Number of lines below with "usize": work it out and reply with that number only.

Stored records
_____

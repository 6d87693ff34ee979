//! Minimal tabular dataset for generated study data

use serde::{Deserialize, Serialize};
use std::fmt;

use crate::core::error::{Result, SimError};

/// One cell of a study dataset; `Null` marks a missing value
#[derive(Debug, Clone, PartialEq, Serialize, Deserialize)]
pub enum Cell {
    Null,
    Bool(bool),
    Int(i64),
    Float(f64),
    Text(String),
}

impl Cell {
    pub fn is_null(&self) -> bool {
        matches!(self, Cell::Null)
    }

    pub fn as_bool(&self) -> Option<bool> {
        match self {
            Cell::Bool(b) => Some(*b),
            _ => None,
        }
    }
}

impl fmt::Display for Cell {
    fn fmt(&self, f: &mut fmt::Formatter<'_>) -> fmt::Result {
        match self {
            Cell::Null => f.write_str("NA"),
            Cell::Bool(b) => write!(f, "{}", if *b { "yes" } else { "no" }),
            Cell::Int(n) => write!(f, "{}", n),
            Cell::Float(x) => write!(f, "{:.2}", x),
            Cell::Text(s) => f.write_str(s),
        }
    }
}

impl From<bool> for Cell {
    fn from(b: bool) -> Self {
        Cell::Bool(b)
    }
}

impl From<i64> for Cell {
    fn from(n: i64) -> Self {
        Cell::Int(n)
    }
}

impl From<String> for Cell {
    fn from(s: String) -> Self {
        Cell::Text(s)
    }
}

impl From<&str> for Cell {
    fn from(s: &str) -> Self {
        Cell::Text(s.to_string())
    }
}

/// Column names plus row-major cells
#[derive(Debug, Clone, Default, PartialEq, Serialize, Deserialize)]
pub struct Table {
    columns: Vec<String>,
    rows: Vec<Vec<Cell>>,
}

impl Table {
    pub fn new(columns: Vec<String>) -> Self {
        Self { columns, rows: Vec::new() }
    }

    pub fn columns(&self) -> &[String] {
        &self.columns
    }

    pub fn rows(&self) -> &[Vec<Cell>] {
        &self.rows
    }

    pub fn len(&self) -> usize {
        self.rows.len()
    }

    pub fn is_empty(&self) -> bool {
        self.rows.is_empty()
    }

    pub fn column_index(&self, name: &str) -> Option<usize> {
        self.columns.iter().position(|c| c == name)
    }

    pub fn push_row(&mut self, row: Vec<Cell>) -> Result<()> {
        if row.len() != self.columns.len() {
            return Err(SimError::InvalidStudy(format!(
                "row has {} cells, table has {} columns",
                row.len(),
                self.columns.len()
            )));
        }
        self.rows.push(row);
        Ok(())
    }

    /// All cells of one column, top to bottom
    pub fn column(&self, name: &str) -> Option<impl Iterator<Item = &Cell>> {
        let idx = self.column_index(name)?;
        Some(self.rows.iter().map(move |r| &r[idx]))
    }

    pub fn null_count(&self) -> usize {
        self.rows.iter().flatten().filter(|c| c.is_null()).count()
    }

    /// First `n` rows as aligned text
    pub fn preview(&self, n: usize) -> String {
        let shown: Vec<Vec<String>> = self
            .rows
            .iter()
            .take(n)
            .map(|r| r.iter().map(Cell::to_string).collect())
            .collect();

        let widths: Vec<usize> = self
            .columns
            .iter()
            .enumerate()
            .map(|(i, c)| shown.iter().map(|r| r[i].len()).chain([c.len()]).max().unwrap_or(0))
            .collect();

        let line = |cells: Vec<&str>| {
            cells
                .iter()
                .zip(&widths)
                .map(|(c, w)| format!("{:<w$}", c, w = *w))
                .collect::<Vec<_>>()
                .join("  ")
        };

        let mut out = line(self.columns.iter().map(String::as_str).collect());
        for row in &shown {
            out.push('\n');
            out.push_str(&line(row.iter().map(String::as_str).collect()));
        }
        out
    }
}

#[cfg(test)]
mod tests {
    use super::*;

    fn table() -> Table {
        let mut t = Table::new(vec!["person_id".into(), "case".into(), "age".into()]);
        t.push_row(vec!["P00001".into(), true.into(), Cell::Int(6)]).unwrap();
        t.push_row(vec!["P00002".into(), false.into(), Cell::Null]).unwrap();
        t
    }

    #[test]
    fn test_push_row_checks_width() {
        let mut t = table();
        assert!(t.push_row(vec![Cell::Null]).is_err());
        assert_eq!(t.len(), 2);
    }

    #[test]
    fn test_column_access() {
        let t = table();
        let cases: Vec<_> = t.column("case").unwrap().filter_map(Cell::as_bool).collect();
        assert_eq!(cases, vec![true, false]);
        assert!(t.column("missing").is_none());
        assert_eq!(t.null_count(), 1);
    }

    #[test]
    fn test_preview_has_header() {
        let preview = table().preview(1);
        assert!(preview.starts_with("person_id"));
        assert_eq!(preview.lines().count(), 2);
        assert!(preview.contains("yes"));
    }

    #[test]
    fn test_json_round_trip() {
        let t = table();
        let json = serde_json::to_string(&t).unwrap();
        let back: Table = serde_json::from_str(&json).unwrap();
        assert_eq!(back, t);
    }
}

_____

_SOLUTION TO THIS TASK_.
5